One doesn’t need to be religious to believe in an objective morality: I’ve even seen so-called atheists tout various ethical systems as objective moral standards — Utilitarianism, survival-based cooperation, the avoidance of unnecessary pain or suffering, etc. Even Sam Harris believes in an objective moral standard with his “science can answer moral questions” thesis. But, of course, these are not objective moral standards at all . . . Who decides what serves the greater good? In what context are we to make survival-based decisions? Why do you claim something is unnecessary? Who collates and interprets the data? . . . Value judgments are at the heart of any moral or ethical system and they are, by definition, subjective. Pay attention to what these people say and you’re likely to see that they are didactic pedagogues attempting to force their pedantic dogma down your throat. Whether or not such a person is aware of it — or just good at disguising it — he or she harbors at least a little holier-than-thou (or more zen-than-thou) smugness.

Morality is subjective. Collectively, much of morality is determined by social norms. Majority opinions form socio-cultural norms that vary from place to place and over time and are often codified into law. Morality isn’t exactly dynamic but it does evolve as the human condition evolves. Even if an objective morality did exist, it could not evolve with us: it would be independent of us and unchanging in the same way scriptural morality is “written in stone”. When people imbue their personal ethics (religious or not) with certainty, they are, in effect, objectifying it: turning it into a quasi-objective morality. That’s the hubris called Playing God. Certainty is an illusion: especially where morality is concerned. Scientists and philosophers agree that certitude is a sure sign of trouble.

Oh . . . and about the so-called “superior and objective” morality of religion? Even if there is a personal God, EVERYBODY overrides his moral dictates (as contained in scripture). We reject slavery and the subjugation of women no matter what God tells us. And he tells us these travesties are the natural order of things in both the Old AND New Testaments. But we disagree. WE decide what is morally worthy: WE decide what is religious. Even if there is a God of Abraham, we don’t need him for moral guidance . . . so why do we need him at all?

It’s easy to understand the allure of an objective moral system. It offers a simple way to resolve complex issues. And it makes it easy to judge others with the comfortable self-righteousness of certainty. But we pay a price when others morally cop-out. Conflict. These people tend to relinquish critical thinking and to indulge in judgmentalism — a potent combination that leads to, and reinforces, fundamentalism. And when they feel the backlash of our objections, they perceive it as persecution. It’s the perfect recipe for simple-mindedness and denial — and unnecessary conflict. If you doubt that, turn on CNN and within half an hour you’ll see confirmation of this unnecessary conflict spawned from simple-minded denial.

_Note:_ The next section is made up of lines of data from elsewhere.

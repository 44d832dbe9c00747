// Copyright (C) 2026 Fred Clausen
// Use of this source code is governed by an MIT-style
// license that can be found in the LICENSE file or at
// https://opensource.org/licenses/MIT.

#![deny(
    clippy::pedantic,
    clippy::cargo,
    clippy::nursery,
    clippy::style,
    clippy::correctness,
    clippy::all
)]
#![allow(clippy::multiple_crate_versions)]

use clap::Parser;
use crewboard::BoardState;
use crewboard_api::{
    ApiResult, DateRangeRequest, LoadBoardResponse, ScheduleJobRequest, ScheduleJobResponse,
    load_board, schedule_job,
};
use crewboard_domain::{
    CalendarWindow, ColorCategory, DEFAULT_SPAN, DayIndex, Job, OtherIdentifier, RawCount,
    RawDateInput, RawOperatorAssignment, RawOperatorInput, ScheduledDate, color_category,
    identifier_abbreviation, is_today, is_weekend, parse_day,
};
use crewboard_store::InMemoryStore;
use time::format_description::BorrowedFormatItem;
use time::macros::format_description;
use time::{Date, Duration, OffsetDateTime};
use tracing::info;

const DAY_FORMAT: &[BorrowedFormatItem<'_>] = format_description!("[year]-[month]-[day]");

/// Crewboard - terminal viewer for the job scheduling board
#[derive(Parser, Debug)]
#[command(author, version, about, long_about = None)]
struct Args {
    /// First day of the board window (`YYYY-MM-DD`). Defaults to today.
    #[arg(short, long)]
    start_date: Option<String>,

    /// Number of days in the board window
    #[arg(long, default_value_t = DEFAULT_SPAN)]
    span: u16,

    /// Keep Saturdays when scheduling the demo jobs
    #[arg(long)]
    include_saturday: bool,

    /// Keep Sundays when scheduling the demo jobs
    #[arg(long)]
    include_sunday: bool,
}

#[tokio::main]
async fn main() -> Result<(), Box<dyn std::error::Error>> {
    // Parse command-line arguments
    let args: Args = Args::parse();

    // Initialize tracing
    tracing_subscriber::fmt()
        .with_env_filter(
            tracing_subscriber::EnvFilter::try_from_default_env()
                .unwrap_or_else(|_| tracing_subscriber::EnvFilter::new("info")),
        )
        .init();

    info!("Initializing Crewboard");

    let today: Date = OffsetDateTime::now_utc().date();
    let start_date: Date = match &args.start_date {
        Some(value) => parse_day(value)?,
        None => today,
    };
    let window: CalendarWindow = CalendarWindow::new(start_date, args.span)?;

    let store: InMemoryStore = demo_store();
    seed_demo_schedules(&store, window, &args).await?;

    let board: ApiResult<LoadBoardResponse> = load_board(&store).await?;
    render_board(&board.new_state, window, today)?;

    Ok(())
}

fn demo_store() -> InMemoryStore {
    InMemoryStore::with_jobs(vec![
        Job::new(
            1,
            String::from("Main St Resurfacing"),
            Some(String::from("J-1042")),
            true,
        ),
        Job::new(2, String::from("Bridge Deck Repair"), None, true),
        Job::new(3, String::from("Culvert Replacement"), None, true),
    ])
}

/// Schedules a few jobs against the store so the rendered board has
/// something to show.
async fn seed_demo_schedules(
    store: &InMemoryStore,
    window: CalendarWindow,
    args: &Args,
) -> Result<(), Box<dyn std::error::Error>> {
    let state: BoardState = BoardState::new();
    let start: Date = window.start_date();

    // First job: a two-week range with a dozer and ten-day notice.
    let range_end: Date = start
        .checked_add(Duration::days(11))
        .unwrap_or(start);
    let range_request: ScheduleJobRequest = ScheduleJobRequest {
        job_id: 1,
        template: RawDateInput {
            date: None,
            crew_size: Some(RawCount::Number(4)),
            operator: RawOperatorInput::Many(vec![RawOperatorAssignment {
                operator_type: Some(String::from("DOZER")),
                count: Some(RawCount::Number(1)),
            }]),
            other_identifier: vec![String::from("TEN_DAY")],
        },
        explicit_dates: None,
        range: Some(DateRangeRequest {
            start_date: start.format(&DAY_FORMAT)?,
            end_date: range_end.format(&DAY_FORMAT)?,
            include_saturday: args.include_saturday,
            include_sunday: args.include_sunday,
        }),
    };
    let result: ApiResult<ScheduleJobResponse> =
        schedule_job(&state, store, range_request).await?;

    // Second job: a handful of explicit days with mixed attributes.
    let mut explicit: Vec<RawDateInput> = Vec::new();
    for (offset, tag) in [(2_i64, "TIME_AND_MATERIALS"), (4, "GRINDING"), (7, "NONE")] {
        let date: Date = start.checked_add(Duration::days(offset)).unwrap_or(start);
        explicit.push(RawDateInput {
            date: Some(date.format(&DAY_FORMAT)?),
            crew_size: Some(RawCount::Number(2)),
            operator: RawOperatorInput::Absent,
            other_identifier: vec![String::from(tag)],
        });
    }
    let explicit_request: ScheduleJobRequest = ScheduleJobRequest {
        job_id: 2,
        template: RawDateInput::default(),
        explicit_dates: Some(explicit),
        range: None,
    };
    schedule_job(&result.new_state, store, explicit_request).await?;

    Ok(())
}

/// Renders the board grid as text: one header row of dates, one row
/// per scheduled job, one cell per visible day.
fn render_board(
    state: &BoardState,
    window: CalendarWindow,
    today: Date,
) -> Result<(), Box<dyn std::error::Error>> {
    let dates: Vec<Date> = window.visible_dates()?;

    let mut header: String = format!("{:<24}", "Job");
    let mut weekday_row: String = format!("{:<24}", "");
    for date in &dates {
        let marker: &str = if is_today(*date, today) { "*" } else { "" };
        header.push_str(&format!("{:>4}", format!("{}{marker}", date.day())));
        let initial: &str = if is_weekend(*date) {
            "·"
        } else {
            weekday_initial(*date)
        };
        weekday_row.push_str(&format!("{initial:>4}"));
    }
    println!("{header}");
    println!("{weekday_row}");

    for aggregate in &state.scheduled_jobs {
        let index: DayIndex<'_> = DayIndex::build(aggregate);
        let mut row: String = format!("{:<24}", truncate(&aggregate.job().name, 23));
        for date in &dates {
            row.push_str(&format!("{:>4}", cell_text(index.details_for(*date))));
        }
        println!("{row}");
    }

    println!();
    println!("Legend: TM time & materials, 10D ten-day notice, G grinding, OP operator, X scheduled");
    Ok(())
}

fn cell_text(entry: Option<&ScheduledDate>) -> String {
    let Some(scheduled) = entry else {
        return String::new();
    };

    let tags: Vec<String> = scheduled
        .identifiers()
        .tags()
        .iter()
        .filter(|tag| **tag != OtherIdentifier::None)
        .map(|tag| identifier_abbreviation(tag.as_str()))
        .collect();
    if tags.is_empty() {
        return match color_category(scheduled) {
            ColorCategory::OperatorAssigned => String::from("OP"),
            _ => String::from("X"),
        };
    }
    tags.join("+")
}

fn weekday_initial(date: Date) -> &'static str {
    match date.weekday() {
        time::Weekday::Monday => "M",
        time::Weekday::Tuesday | time::Weekday::Thursday => "T",
        time::Weekday::Wednesday => "W",
        time::Weekday::Friday => "F",
        time::Weekday::Saturday | time::Weekday::Sunday => "S",
    }
}

fn truncate(value: &str, max: usize) -> String {
    if value.chars().count() <= max {
        value.to_string()
    } else {
        let cut: String = value.chars().take(max.saturating_sub(1)).collect();
        format!("{cut}…")
    }
}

That’s what religious thinking does. And the main mechanism for that is the false belief in an objective morality. But it’s not just religious thinking: it’s any kind of dogmatic zealotry based on certainty of one’s personal moral system. Vegetarian/vegan zealots and pro-life fanatics leap to mind as do other extreme left or right political wingnuts. Be wary of the certainty of moral absolutists: it indicates totalitarians in sheep’s clothing.